10 years ago development showed (Appendix G: Will
Germany abandon Freedom of Information?
Appendix H: Banana
Republic Germany), that Germany was least developed in Europe.
Now many countries outside Europe are more advanced then Germany looking at
transparency and fight of corruption.
- 84 states with 4,5 billion inhabitants give better access to
information then the federal Freedom of Information Law in Germany (http://rti-rating.org/results.html).
- More then 115 states (http://right2info.org/laws)
with more then 5,5
billion inhabitants adopted FOI laws or provisions in
constitutions. 5 German states with half of the population lack FOI
laws.
- The UN Convention against Corruption is ratified by 158 states with
more then 6,5 billion inhabitants, but not by Germany (Appendix
A).
- Germany did not ratify the Criminal Law Convention on Corruption and
does not follow Recommendation Rec(2003)4 on common rules against
corruption in the funding of political parties and electoral campaigns
of the Council of Europe as GRECO (Group of States against Corruption)
suggested 4 December 2009 (Appendix
B, Appendix
C).
- Germany is the only state in Europe which has not ratified any of
these to conventions against corruption (Appendix
D).
GRECO concludes 29. December 2011 in report Greco RC-III (2011) 9E that
Germany has implemented or satisfactorily dealt with only four of the twenty
recommendations contained in the Third Round Evaluation Report (Appendix
3).
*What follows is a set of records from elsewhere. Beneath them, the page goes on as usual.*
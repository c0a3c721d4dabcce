//! Request metadata capture.
//!
//! # Responsibilities
//! - Extract method, original URL, path parameters and query string
//! - Buffer small bodies for logging and hand them on unchanged
//!
//! # Design Decisions
//! - Bodies are only buffered when their size hint is within the limit;
//!   everything else streams through untouched
//! - A body that fails to read is forwarded as a body yielding the same
//!   error, so the handler sees the failure it would have seen anyway

use std::collections::BTreeMap;

use axum::{
    body::{Body, Bytes, HttpBody},
    extract::{FromRequestParts, OriginalUri, Query, RawPathParams},
    http::{request::Parts, Request},
};
use futures_util::stream;

use crate::trace::PayloadRenderer;

const EMPTY_OBJECT: &str = "{}";

/// What the boundary observer logs about an inbound request.
#[derive(Debug, Clone, PartialEq, Eq)]
pub struct RequestMeta {
    pub method: String,
    /// Path and query as the client sent them.
    pub url: String,
    pub body: String,
    pub params: String,
    pub query: String,
}

impl RequestMeta {
    /// Capture metadata from `req`, returning it with an equivalent request.
    pub async fn capture(
        req: Request<Body>,
        renderer: &PayloadRenderer,
        max_body_bytes: usize,
    ) -> (Self, Request<Body>) {
        let (mut parts, body) = req.into_parts();

        let params = path_params(&mut parts, renderer).await;
        let query = query_params(&parts, renderer);
        let (body_text, body) = capture_body(body, renderer, max_body_bytes).await;

        let meta = Self {
            method: parts.method.to_string(),
            url: original_url(&parts),
            body: body_text,
            params,
            query,
        };
        (meta, Request::from_parts(parts, body))
    }
}

fn original_url(parts: &Parts) -> String {
    let uri = parts
        .extensions
        .get::<OriginalUri>()
        .map(|original| &original.0)
        .unwrap_or(&parts.uri);

    uri.path_and_query()
        .map(|pq| pq.as_str().to_string())
        .unwrap_or_else(|| uri.path().to_string())
}

async fn path_params(parts: &mut Parts, renderer: &PayloadRenderer) -> String {
    match RawPathParams::from_request_parts(parts, &()).await {
        Ok(params) => {
            let map: BTreeMap<&str, &str> = params.iter().collect();
            renderer.render(&map)
        }
        Err(_) => EMPTY_OBJECT.to_string(),
    }
}

fn query_params(parts: &Parts, renderer: &PayloadRenderer) -> String {
    match Query::<BTreeMap<String, String>>::try_from_uri(&parts.uri) {
        Ok(Query(map)) => renderer.render(&map),
        Err(_) => EMPTY_OBJECT.to_string(),
    }
}

async fn capture_body(
    body: Body,
    renderer: &PayloadRenderer,
    max_body_bytes: usize,
) -> (String, Body) {
    let hint = body.size_hint();
    if hint.exact() == Some(0) {
        return (EMPTY_OBJECT.to_string(), body);
    }

    match hint.upper() {
        Some(upper) if upper <= max_body_bytes as u64 => {}
        _ => return ("<streamed>".to_string(), body),
    }

    match axum::body::to_bytes(body, max_body_bytes).await {
        Ok(bytes) => (render_body(&bytes, renderer), Body::from(bytes)),
        Err(err) => {
            let text = format!("<unreadable: {err}>");
            let replay = Body::from_stream(stream::once(async move { Err::<Bytes, _>(err) }));
            (text, replay)
        }
    }
}

fn render_body(bytes: &Bytes, renderer: &PayloadRenderer) -> String {
    if bytes.is_empty() {
        return EMPTY_OBJECT.to_string();
    }
    match serde_json::from_slice::<serde_json::Value>(bytes) {
        Ok(json) => renderer.render(&json),
        Err(_) => renderer.truncate(String::from_utf8_lossy(bytes).into_owned()),
    }
}

#[cfg(test)]
mod tests {
    use super::*;

    #[tokio::test]
    async fn test_captures_json_body_and_query() {
        let req = Request::builder()
            .method("POST")
            .uri("/items?limit=2&tag=red")
            .header("content-type", "application/json")
            .body(Body::from(r#"{"name": "lamp"}"#))
            .unwrap();

        let (meta, req) = RequestMeta::capture(req, &PayloadRenderer::default(), 1024).await;

        assert_eq!(meta.method, "POST");
        assert_eq!(meta.url, "/items?limit=2&tag=red");
        assert_eq!(meta.body, r#"{"name":"lamp"}"#);
        assert_eq!(meta.query, r#"{"limit":"2","tag":"red"}"#);
        // Not routed, so there are no path parameters.
        assert_eq!(meta.params, "{}");

        let forwarded = axum::body::to_bytes(req.into_body(), 1024).await.unwrap();
        assert_eq!(&forwarded[..], br#"{"name": "lamp"}"#);
    }

    #[tokio::test]
    async fn test_empty_body_renders_as_object() {
        let req = Request::builder().uri("/health").body(Body::empty()).unwrap();
        let (meta, _) = RequestMeta::capture(req, &PayloadRenderer::default(), 1024).await;

        assert_eq!(meta.method, "GET");
        assert_eq!(meta.body, "{}");
        assert_eq!(meta.query, "{}");
    }

    #[tokio::test]
    async fn test_plain_text_body() {
        let req = Request::builder()
            .method("PUT")
            .uri("/notes")
            .body(Body::from("hello there"))
            .unwrap();
        let (meta, _) = RequestMeta::capture(req, &PayloadRenderer::default(), 1024).await;

        assert_eq!(meta.body, "hello there");
    }

    #[tokio::test]
    async fn test_oversized_body_streams_through() {
        let payload = "x".repeat(64);
        let req = Request::builder()
            .method("POST")
            .uri("/upload")
            .body(Body::from(payload.clone()))
            .unwrap();

        let (meta, req) = RequestMeta::capture(req, &PayloadRenderer::default(), 16).await;
        assert_eq!(meta.body, "<streamed>");

        let forwarded = axum::body::to_bytes(req.into_body(), 1024).await.unwrap();
        assert_eq!(forwarded, payload.as_bytes());
    }
}
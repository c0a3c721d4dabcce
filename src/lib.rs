//! Request and method tracing for axum services.
//!
//! Two tracers share one on/off switch and one injected sink:
//! - [`trace::Tracer`] wraps individual callables and logs entry, exit and
//!   failure, for synchronous results and futures alike
//! - [`http::BoundaryLayer`] logs each inbound request and its status and
//!   latency, installed globally through [`http::TraceModule`]

pub mod catalog;
pub mod config;
pub mod http;
pub mod observability;
pub mod trace;

pub use config::{AppConfig, TraceConfig};
pub use http::{HttpServer, TraceModule, TraceRegistration};
pub use trace::{Outcome, TraceSink, Traced, Tracer};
Germany has to report on progress 30. June 2012 at the latest. But
nothing happened up to now.
51 states
participate in the Open Government Partnership for transparent accountable
governments. This OGP
initiative wants governments to commit to openness, participation
for citizens, fight against corruption and use of new technologies. But
Germany does not participate, even it would be very necessary.
Germany has to improve the federal FOI law, adopt FOI laws in 5 local states
(Bundesländer), ratify CoE and UN conventions against corruption and improve
transparency of sideline jobs for members of parliaments and funding of
political parties to catch up with other states in Europe, America, OSCE,
OECD (see weakness no. 2, 3, 4, 8, 34, 35 and 52 of National Integrity
Report by Transparency Germany).
But how does Transparency Germany come to the overall conclusion: Germany
gets good to very good testimony, concerning anti-corruption prevention and
repression: ("Insgesamt
wird Deutschland ein gutes bis sehr gutes Zeugnis zur
Korruptionsprävention und –repression ausgestellt"). Here is a human
right missing which is a precondition for democracy.
Therefore I ask for support for these suggestions:
- Letter to UN Human Rights commission because the human right of access
to public documents is missing in 5 local states (see Appendix
1),
- Complaint against refusal of access of the reasons why Bavaria does
not meat the suggestions of the CoE Human Rights Commissioner (Appendix
2).
UN,
OSCE and AOS confirmed in a common statement of 6.December 2004, that access to information is a human right: (Appendix
4):
"The right to access information held by public authorities is a
fundamental human right which should be given effect at the national
level through comprehensive legislation (for example Freedom of
Information Acts) based on the principle
of maximum disclosure, establishing a presumption that all
information is accessible subject only to a narrow system of
exceptions."
The federal FOI law violates the principle
of maximum disclosure. 5 local states violate the human
right of access to public documents. i. e. no FOI law is adopted.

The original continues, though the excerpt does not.